Leo ergueu a taça, divertido.
— E posso garantir que foi um trabalho de tempo integral. Até pensei em cobrar honorários.
— Cobrar? — Lila entrou na brincadeira, rindo. — Você devia ter cobrado em silêncio. Seria o serviço mais valioso do mundo.
A mesa explodiu em risadas. Catarina quase cuspiu o suco, e Maurício, tentando disfarçar, abaixou a cabeça para esconder o sorriso. Taylor, no entanto, manteve-se imóvel. Os olhos dele estavam fixos em Lila e na forma como ela ria. Aquela risada clara, despretensiosa, mas que fazia o sangue dele ferver de um jeito que nem queria admitir.
Leo se recostou na cadeira, sorrindo para ela.
— E você, Lila? Ainda é tão mandona quanto antes?
— Mandona? — fingiu indignação. — Eu prefiro o termo “determinada”.

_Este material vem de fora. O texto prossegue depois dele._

//! Block and connection store.
//!
//! The graph is snapshot-agnostic: callers decide when a successful mutation is committed to history.

use std::collections::HashSet;
use std::fmt;
use std::rc::Rc;

use log::debug;
use serde::{Deserialize, Serialize};

use super::error::GraphError;
use super::registry::{BlockTypeRegistry, ConfigMap, ConfigValue, HEADER_HEIGHT, PORT_SPACING, PortSpec};
use super::types::{Point, Rect, Size};
use super::viewport::GridSnap;

/// Identifies a block for the lifetime of an editor session.
#[derive(Clone, Copy, Debug, PartialEq, Eq, Hash, PartialOrd, Ord, Serialize, Deserialize)]
#[serde(transparent)]
pub struct BlockId(pub u64);

impl fmt::Display for BlockId {
	fn fmt(&self, f: &mut fmt::Formatter<'_>) -> fmt::Result {
		write!(f, "block-{}", self.0)
	}
}

/// Identifies a connection.
#[derive(Clone, Copy, Debug, PartialEq, Eq, Hash, PartialOrd, Ord, Serialize, Deserialize)]
#[serde(transparent)]
pub struct ConnectionId(pub u64);

impl fmt::Display for ConnectionId {
	fn fmt(&self, f: &mut fmt::Formatter<'_>) -> fmt::Result {
		write!(f, "conn-{}", self.0)
	}
}

/// Which side of a block a port sits on.
#[derive(Clone, Copy, Debug, PartialEq, Eq, Hash, Serialize, Deserialize)]
#[serde(rename_all = "camelCase")]
pub enum PortDirection {
	/// Left edge, receives data.
	Input,
	/// Right edge, produces data.
	Output,
}

impl PortDirection {
	/// The direction a compatible partner port must have.
	pub fn opposite(self) -> Self {
		match self {
			PortDirection::Input => PortDirection::Output,
			PortDirection::Output => PortDirection::Input,
		}
	}
}

impl fmt::Display for PortDirection {
	fn fmt(&self, f: &mut fmt::Formatter<'_>) -> fmt::Result {
		f.write_str(match self {
			PortDirection::Input => "input",
			PortDirection::Output => "output",
		})
	}
}

/// A port on a specific block, with its direction made explicit.
#[derive(Clone, Copy, Debug, PartialEq, Eq, Hash)]
pub struct PortRef {
	/// Owning block.
	pub block: BlockId,
	/// Side of the block.
	pub direction: PortDirection,
	/// Position in that side's port list, 0 nearest the top edge.
	pub index: usize,
}

impl PortRef {
	/// Output port reference.
	pub fn output(block: BlockId, index: usize) -> Self {
		Self {
			block,
			direction: PortDirection::Output,
			index,
		}
	}

	/// Input port reference.
	pub fn input(block: BlockId, index: usize) -> Self {
		Self {
			block,
			direction: PortDirection::Input,
			index,
		}
	}

	fn end(self) -> ConnectionEnd {
		ConnectionEnd {
			block_id: self.block,
			port_index: self.index,
		}
	}
}

/// One endpoint of a persisted connection.
#[derive(Clone, Copy, Debug, PartialEq, Eq, Hash, Serialize, Deserialize)]
#[serde(rename_all = "camelCase")]
pub struct ConnectionEnd {
	/// Block the port belongs to.
	pub block_id: BlockId,
	/// Index into that block's outputs (for `from`) or inputs (for `to`).
	pub port_index: usize,
}

impl fmt::Display for ConnectionEnd {
	fn fmt(&self, f: &mut fmt::Formatter<'_>) -> fmt::Result {
		write!(f, "{}:{}", self.block_id, self.port_index)
	}
}

/// A placed node instance.
#[derive(Clone, Debug, PartialEq, Serialize, Deserialize)]
#[serde(rename_all = "camelCase")]
pub struct Block {
	/// Immutable id.
	pub id: BlockId,
	/// Registry key this block was created from.
	pub type_key: String,
	/// Top-left corner in world coordinates.
	pub position: Point,
	/// Fixed at creation.
	pub size: Size,
	/// Per-instance settings seeded from the registry defaults.
	pub config: ConfigMap,
	/// Input ports copied from the registry.
	pub inputs: Vec<PortSpec>,
	/// Output ports copied from the registry.
	pub outputs: Vec<PortSpec>,
}

impl Block {
	/// World-space bounds.
	pub fn rect(&self) -> Rect {
		Rect::new(self.position, self.size)
	}

	/// Port list on one side.
	pub fn ports(&self, direction: PortDirection) -> &[PortSpec] {
		match direction {
			PortDirection::Input => &self.inputs,
			PortDirection::Output => &self.outputs,
		}
	}

	/// World-space centre of a port, `None` when the index is out of range.
	pub fn port_position(&self, direction: PortDirection, index: usize) -> Option<Point> {
		if index >= self.ports(direction).len() {
			return None;
		}
		let x = match direction {
			PortDirection::Input => self.position.x,
			PortDirection::Output => self.position.x + self.size.width,
		};
		let y = self.position.y + HEADER_HEIGHT + PORT_SPACING * (index as f64 + 0.5);
		Some(Point::new(x, y))
	}
}

/// A directed edge from an output port to an input port.
#[derive(Clone, Debug, PartialEq, Serialize, Deserialize)]
pub struct Connection {
	/// Unique id.
	pub id: ConnectionId,
	/// Output side.
	pub from: ConnectionEnd,
	/// Input side.
	pub to: ConnectionEnd,
}

impl Connection {
	/// Whether either endpoint belongs to `block`.
	pub fn touches(&self, block: BlockId) -> bool {
		self.from.block_id == block || self.to.block_id == block
	}
}

/// Deep copy of the structural part of a graph.
#[derive(Clone, Debug, Default, PartialEq, Serialize, Deserialize)]
pub struct GraphSnapshot {
	/// Blocks in z-order (last is topmost).
	pub blocks: Vec<Block>,
	/// Connections in creation order.
	pub connections: Vec<Connection>,
}

impl GraphSnapshot {
	/// Checks ids are unique and every connection endpoint resolves to an existing port.
	pub fn validate(&self) -> Result<(), GraphError> {
		check_structure(&self.blocks, &self.connections)
	}
}

fn check_structure(blocks: &[Block], connections: &[Connection]) -> Result<(), GraphError> {
	let mut block_ids = HashSet::new();
	if let Some(block) = blocks.iter().find(|b| !block_ids.insert(b.id)) {
		return Err(GraphError::DuplicateBlockId(block.id));
	}
	let mut connection_ids = HashSet::new();
	if let Some(connection) = connections.iter().find(|c| !connection_ids.insert(c.id)) {
		return Err(GraphError::DuplicateConnectionId(connection.id));
	}
	let port_exists = |port: PortRef| -> Result<(), GraphError> {
		let block = blocks
			.iter()
			.find(|b| b.id == port.block)
			.ok_or(GraphError::BlockNotFound(port.block))?;
		if port.index < block.ports(port.direction).len() {
			Ok(())
		} else {
			Err(GraphError::PortNotFound {
				block: port.block,
				direction: port.direction,
				index: port.index,
			})
		}
	};
	for connection in connections {
		port_exists(PortRef::output(connection.from.block_id, connection.from.port_index))?;
		port_exists(PortRef::input(connection.to.block_id, connection.to.port_index))?;
	}
	Ok(())
}

/// The live block/connection store.
#[derive(Clone, Debug)]
pub struct Graph {
	registry: Rc<BlockTypeRegistry>,
	snap: GridSnap,
	blocks: Vec<Block>,
	connections: Vec<Connection>,
	next_block: u64,
	next_connection: u64,
}

impl Graph {
	/// Empty graph backed by `registry`.
	pub fn new(registry: Rc<BlockTypeRegistry>, snap: GridSnap) -> Self {
		Self {
			registry,
			snap,
			blocks: Vec::new(),
			connections: Vec::new(),
			next_block: 1,
			next_connection: 1,
		}
	}

	/// Registry this graph instantiates from.
	pub fn registry(&self) -> &BlockTypeRegistry {
		&self.registry
	}

	/// Current snapping settings.
	pub fn snap(&self) -> GridSnap {
		self.snap
	}

	/// Blocks in z-order, bottom first.
	pub fn blocks(&self) -> &[Block] {
		&self.blocks
	}

	/// All connections.
	pub fn connections(&self) -> &[Connection] {
		&self.connections
	}

	/// Looks up a block.
	pub fn block(&self, id: BlockId) -> Option<&Block> {
		self.blocks.iter().find(|b| b.id == id)
	}

	fn block_mut(&mut self, id: BlockId) -> Result<&mut Block, GraphError> {
		self.blocks
			.iter_mut()
			.find(|b| b.id == id)
			.ok_or(GraphError::BlockNotFound(id))
	}

	/// Looks up a connection.
	pub fn connection(&self, id: ConnectionId) -> Option<&Connection> {
		self.connections.iter().find(|c| c.id == id)
	}

	/// Whether there are no blocks.
	pub fn is_empty(&self) -> bool {
		self.blocks.is_empty()
	}

	/// Instantiates `type_key` at the snapped `position`.
	pub fn add_block(&mut self, type_key: &str, position: Point) -> Result<BlockId, GraphError> {
		let block_type = self
			.registry
			.get(type_key)
			.ok_or_else(|| GraphError::UnknownBlockType(type_key.to_string()))?;
		let id = BlockId(self.next_block);
		let block = Block {
			id,
			type_key: block_type.key.clone(),
			position: self.snap.snap(position),
			size: block_type.default_size(),
			config: block_type.config.clone(),
			inputs: block_type.inputs.clone(),
			outputs: block_type.outputs.clone(),
		};
		self.next_block += 1;
		self.blocks.push(block);
		debug!("Added {} ({})", id, type_key);
		Ok(id)
	}

	/// Removes a block together with every connection referencing it.
	pub fn delete_block(&mut self, id: BlockId) -> Result<Block, GraphError> {
		let index = self
			.blocks
			.iter()
			.position(|b| b.id == id)
			.ok_or(GraphError::BlockNotFound(id))?;
		let block = self.blocks.remove(index);
		let before = self.connections.len();
		self.connections.retain(|c| !c.touches(id));
		debug!("Deleted {} and {} connection(s)", id, before - self.connections.len());
		Ok(block)
	}

	/// Moves a block to the snapped `position`. Returns whether the position changed.
	pub fn move_block(&mut self, id: BlockId, position: Point) -> Result<bool, GraphError> {
		let snapped = self.snap.snap(position);
		let block = self.block_mut(id)?;
		let moved = block.position != snapped;
		block.position = snapped;
		Ok(moved)
	}

	/// Overwrites an existing setting. Keys outside the block's current set are rejected.
	pub fn set_config(
		&mut self,
		id: BlockId,
		key: &str,
		value: ConfigValue,
	) -> Result<(), GraphError> {
		let block = self.block_mut(id)?;
		match block.config.get_mut(key) {
			Some(slot) => {
				*slot = value;
				Ok(())
			}
			None => Err(GraphError::UnknownConfigKey {
				block: id,
				key: key.to_string(),
			}),
		}
	}

	/// Joins two ports. `origin` is where the gesture started and decides the roles: the output side
	/// becomes `from`, the input side becomes `to`.
	pub fn connect(&mut self, origin: PortRef, target: PortRef) -> Result<ConnectionId, GraphError> {
		if origin.direction == target.direction {
			return Err(GraphError::SameDirection(origin.direction));
		}
		self.resolve_port(origin)?;
		self.resolve_port(target)?;
		let (output, input) = match origin.direction {
			PortDirection::Output => (origin, target),
			PortDirection::Input => (target, origin),
		};
		let (from, to) = (output.end(), input.end());
		if self.connections.iter().any(|c| c.from == from && c.to == to) {
			return Err(GraphError::DuplicateConnection { from, to });
		}
		let id = ConnectionId(self.next_connection);
		self.next_connection += 1;
		self.connections.push(Connection { id, from, to });
		debug!("Connected {} -> {} as {}", from, to, id);
		Ok(id)
	}

	/// Shorthand for connecting `from_block.outputs[from_port]` to `to_block.inputs[to_port]`.
	pub fn connect_ports(
		&mut self,
		from_block: BlockId,
		from_port: usize,
		to_block: BlockId,
		to_port: usize,
	) -> Result<ConnectionId, GraphError> {
		self.connect(
			PortRef::output(from_block, from_port),
			PortRef::input(to_block, to_port),
		)
	}

	/// Removes a connection. `None` when it does not exist.
	pub fn disconnect(&mut self, id: ConnectionId) -> Option<Connection> {
		let index = self.connections.iter().position(|c| c.id == id)?;
		Some(self.connections.remove(index))
	}

	/// World-space centre of a port.
	pub fn port_position(&self, port: PortRef) -> Option<Point> {
		self.block(port.block)?.port_position(port.direction, port.index)
	}

	/// World-space endpoints of a connection, output first.
	pub fn connection_endpoints(&self, connection: &Connection) -> Option<(Point, Point)> {
		let from = self.port_position(PortRef::output(connection.from.block_id, connection.from.port_index))?;
		let to = self.port_position(PortRef::input(connection.to.block_id, connection.to.port_index))?;
		Some((from, to))
	}

	/// Topmost block whose bounds contain `world`.
	pub fn block_at(&self, world: Point) -> Option<BlockId> {
		self.blocks.iter().rev().find(|b| b.rect().contains(world)).map(|b| b.id)
	}

	/// Bounding box of every block, `None` for an empty graph.
	pub fn bounds(&self) -> Option<Rect> {
		let mut blocks = self.blocks.iter().map(Block::rect);
		let first = blocks.next()?;
		Some(blocks.fold(first, |acc, r| acc.union(&r)))
	}

	/// Checks ids are unique and every connection endpoint resolves.
	pub fn validate(&self) -> Result<(), GraphError> {
		check_structure(&self.blocks, &self.connections)
	}

	/// Deep copy of blocks and connections.
	pub fn snapshot(&self) -> GraphSnapshot {
		GraphSnapshot {
			blocks: self.blocks.clone(),
			connections: self.connections.clone(),
		}
	}

	/// Replaces the contents with a copy of `snapshot`. Id counters only move forward, so ids are never
	/// reused within a session.
	pub fn restore(&mut self, snapshot: &GraphSnapshot) {
		self.blocks = snapshot.blocks.clone();
		self.connections = snapshot.connections.clone();
		let max_block = self.blocks.iter().map(|b| b.id.0).max().unwrap_or(0);
		let max_connection = self.connections.iter().map(|c| c.id.0).max().unwrap_or(0);
		self.next_block = self.next_block.max(max_block + 1);
		self.next_connection = self.next_connection.max(max_connection + 1);
	}

	/// Drops every block and connection.
	pub fn clear(&mut self) {
		self.blocks.clear();
		self.connections.clear();
	}

	fn resolve_port(&self, port: PortRef) -> Result<&PortSpec, GraphError> {
		let block = self.block(port.block).ok_or(GraphError::BlockNotFound(port.block))?;
		block
			.ports(port.direction)
			.get(port.index)
			.ok_or(GraphError::PortNotFound {
				block: port.block,
				direction: port.direction,
				index: port.index,
			})
	}
}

— Ah, claro. Determinada a deixar todo mundo de cabelo em pé. — respondeu ele, rindo.
— Isso é calúnia! — rebateu ela, dando um leve empurrão no braço dele.
Taylor sentiu o músculo do maxilar travar. A colher bateu no prato com mais força do que ele pretendia.

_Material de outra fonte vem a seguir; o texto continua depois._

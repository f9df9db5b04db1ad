use leptos::prelude::*;
use log::info;

use crate::components::flow_editor::{ExecutionMode, ExecutionRequest, FlowEditorCanvas};

/// Default Home Page
#[component]
pub fn Home() -> impl IntoView {
	// No executor is bundled; requests are only logged.
	let on_execute = Callback::new(|request: ExecutionRequest| {
		let verb = match request.mode {
			ExecutionMode::Execute => "Execute",
			ExecutionMode::Test => "Test",
		};
		info!(
			"{} requested: {} blocks, {} connections",
			verb,
			request.graph.blocks.len(),
			request.graph.connections.len()
		);
	});

	view! {
		<ErrorBoundary fallback=|errors| {
			view! {
				<h1>"Uh oh! Something went wrong!"</h1>

				<p>"Errors: "</p>
				<ul>
					{move || {
						errors
							.get()
							.into_iter()
							.map(|(_, e)| view! { <li>{e.to_string()}</li> })
							.collect_view()
					}}
				</ul>
			}
		}>
			<div class="fullscreen-editor" style="position: fixed; inset: 0;">
				<FlowEditorCanvas on_execute=on_execute />
			</div>
		</ErrorBoundary>
	}
}
//! Leptos client-side flow editor: app wiring, routes and the editor component.

use leptos::prelude::*;
use leptos_meta::*;
use leptos_router::components::*;
use leptos_router::path;
use log::{Level, info};

// Modules
pub mod components;
mod pages;

// Top-Level pages
use crate::pages::home::Home;
use crate::pages::not_found::NotFound;

/// Initialize logging and panic hooks for the WASM target.
pub fn init_logging() {
	let _ = console_log::init_with_level(Level::Debug);
	console_error_panic_hook::set_once();
	info!("Logging initialized");
}

/// An app router which renders the editor page and handles 404's
#[component]
pub fn App() -> impl IntoView {
	// Provides context that manages stylesheets, titles, meta tags, etc.
	provide_meta_context();

	view! {
		<Html attr:lang="en" attr:dir="ltr" attr:data-theme="light" />

		// sets the document title
		<Title text="Flow Editor" />

		// injects metadata in the <head> of the page
		<Meta charset="UTF-8" />
		<Meta name="viewport" content="width=device-width, initial-scale=1.0" />

		<Router>
			<Routes fallback=|| view! { <NotFound /> }>
				<Route path=path!("/") view=Home />
			</Routes>
		</Router>
	}
}
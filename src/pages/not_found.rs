use leptos::prelude::*;

/// 404 - Not Found
#[component]
pub fn NotFound() -> impl IntoView {
	view! { <h1>"Uh oh!" <br /> "We couldn't find that page!"</h1> }
}
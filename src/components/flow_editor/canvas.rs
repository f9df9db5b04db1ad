//! `Painter` over a browser 2d canvas context.

use std::f64::consts::PI;

use wasm_bindgen::JsValue;
use web_sys::CanvasRenderingContext2d;

use super::render::{CubicBezier, Painter, Stroke};
use super::types::{Point, Rect, Size};

fn apply_stroke(ctx: &CanvasRenderingContext2d, stroke: Stroke<'_>) {
	ctx.set_stroke_style_str(stroke.color);
	ctx.set_line_width(stroke.width);
	let dash = match stroke.dash {
		Some((dash, gap)) => js_sys::Array::of2(&JsValue::from_f64(dash), &JsValue::from_f64(gap)),
		None => js_sys::Array::new(),
	};
	let _ = ctx.set_line_dash(&dash);
}

impl Painter for CanvasRenderingContext2d {
	fn clear(&mut self, size: Size, color: &str) {
		self.set_fill_style_str(color);
		CanvasRenderingContext2d::fill_rect(self, 0.0, 0.0, size.width, size.height);
	}

	fn fill_rect(&mut self, rect: Rect, color: &str) {
		self.set_fill_style_str(color);
		CanvasRenderingContext2d::fill_rect(
			self,
			rect.origin.x,
			rect.origin.y,
			rect.size.width,
			rect.size.height,
		);
	}

	fn stroke_rect(&mut self, rect: Rect, stroke: Stroke<'_>) {
		apply_stroke(self, stroke);
		CanvasRenderingContext2d::stroke_rect(
			self,
			rect.origin.x,
			rect.origin.y,
			rect.size.width,
			rect.size.height,
		);
	}

	fn line(&mut self, from: Point, to: Point, stroke: Stroke<'_>) {
		apply_stroke(self, stroke);
		self.begin_path();
		self.move_to(from.x, from.y);
		self.line_to(to.x, to.y);
		self.stroke();
	}

	fn bezier(&mut self, curve: &CubicBezier, stroke: Stroke<'_>) {
		apply_stroke(self, stroke);
		self.begin_path();
		self.move_to(curve.start.x, curve.start.y);
		self.bezier_curve_to(
			curve.c1.x,
			curve.c1.y,
			curve.c2.x,
			curve.c2.y,
			curve.end.x,
			curve.end.y,
		);
		self.stroke();
		let _ = self.set_line_dash(&js_sys::Array::new());
	}

	fn fill_circle(&mut self, center: Point, radius: f64, color: &str) {
		self.begin_path();
		let _ = self.arc(center.x, center.y, radius, 0.0, 2.0 * PI);
		self.set_fill_style_str(color);
		self.fill();
	}

	fn fill_polygon(&mut self, points: &[Point], color: &str) {
		let Some((first, rest)) = points.split_first() else {
			return;
		};
		self.set_fill_style_str(color);
		self.begin_path();
		self.move_to(first.x, first.y);
		for p in rest {
			self.line_to(p.x, p.y);
		}
		self.close_path();
		self.fill();
	}

	fn text(&mut self, at: Point, text: &str, size: f64, color: &str) {
		self.set_fill_style_str(color);
		self.set_font(&format!("{}px sans-serif", size.max(1.0)));
		let _ = self.fill_text(text, at.x, at.y);
	}
}
//! Canvas-based node-graph editor for building flows out of typed blocks.
//!
//! The model side (`graph`, `history`, `persistence`, `state`, `interaction`) has no DOM dependency
//! and is driven by plain values; `component` wires it to a Leptos view and a 2d canvas.

mod canvas;
mod component;
pub mod config;
pub mod error;
pub mod graph;
pub mod history;
pub mod interaction;
pub mod minimap;
pub mod persistence;
pub mod registry;
pub mod render;
pub mod state;
pub mod types;
pub mod viewport;

pub use component::FlowEditorCanvas;
pub use config::EditorConfig;
pub use error::{GraphError, PersistenceError};
pub use graph::{Block, BlockId, Connection, ConnectionId, Graph, GraphSnapshot, PortDirection, PortRef};
pub use persistence::{FlowRecord, FlowStore, LocalStorageSink, MemorySink, StorageSink};
pub use registry::{BlockType, BlockTypeRegistry, Category, ConfigValue};
pub use state::{ExecutionMode, ExecutionRequest, FlowEditor, Notice, NoticeLevel, Selection};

— Então é verdade o que diziam. — continuou Leo, com um olhar provocante. — Você ainda conquista todos à sua volta com esse sorriso.
Lila desviou o olhar, rindo sem graça.
— Você continua o mesmo, Leo. Charmoso e encrenqueiro.
— Só com quem vale a pena. — ele respondeu baixo, sem esconder o tom insinuante.
Tomás, alheio à guerra silenciosa que se travava diante dele, cortava a torta de frango com entusiasmo.
— Maria, minha filha, essa torta é divina.
— É a especialidade da casa. — respondeu Maria, do balcão, orgulhosa. — Receita de família.
Leo pegou um pedaço generoso e olhou para Lila.
— Lembra quando você tentou fazer torta e quase incendiou a cozinha da sua mãe?
Lila gargalhou alto, cobrindo o rosto.
— Aquilo foi um acidente!
— Acidente? — Leo arqueou a sobrancelha, rindo. — Você colocou papel manteiga no forno, Lila!
— Eu tinha treze anos! — rebateu ela, ainda rindo. — E quem foi que disse que dava para “pré-assar” o recheio no micro-ondas com papel alumínio?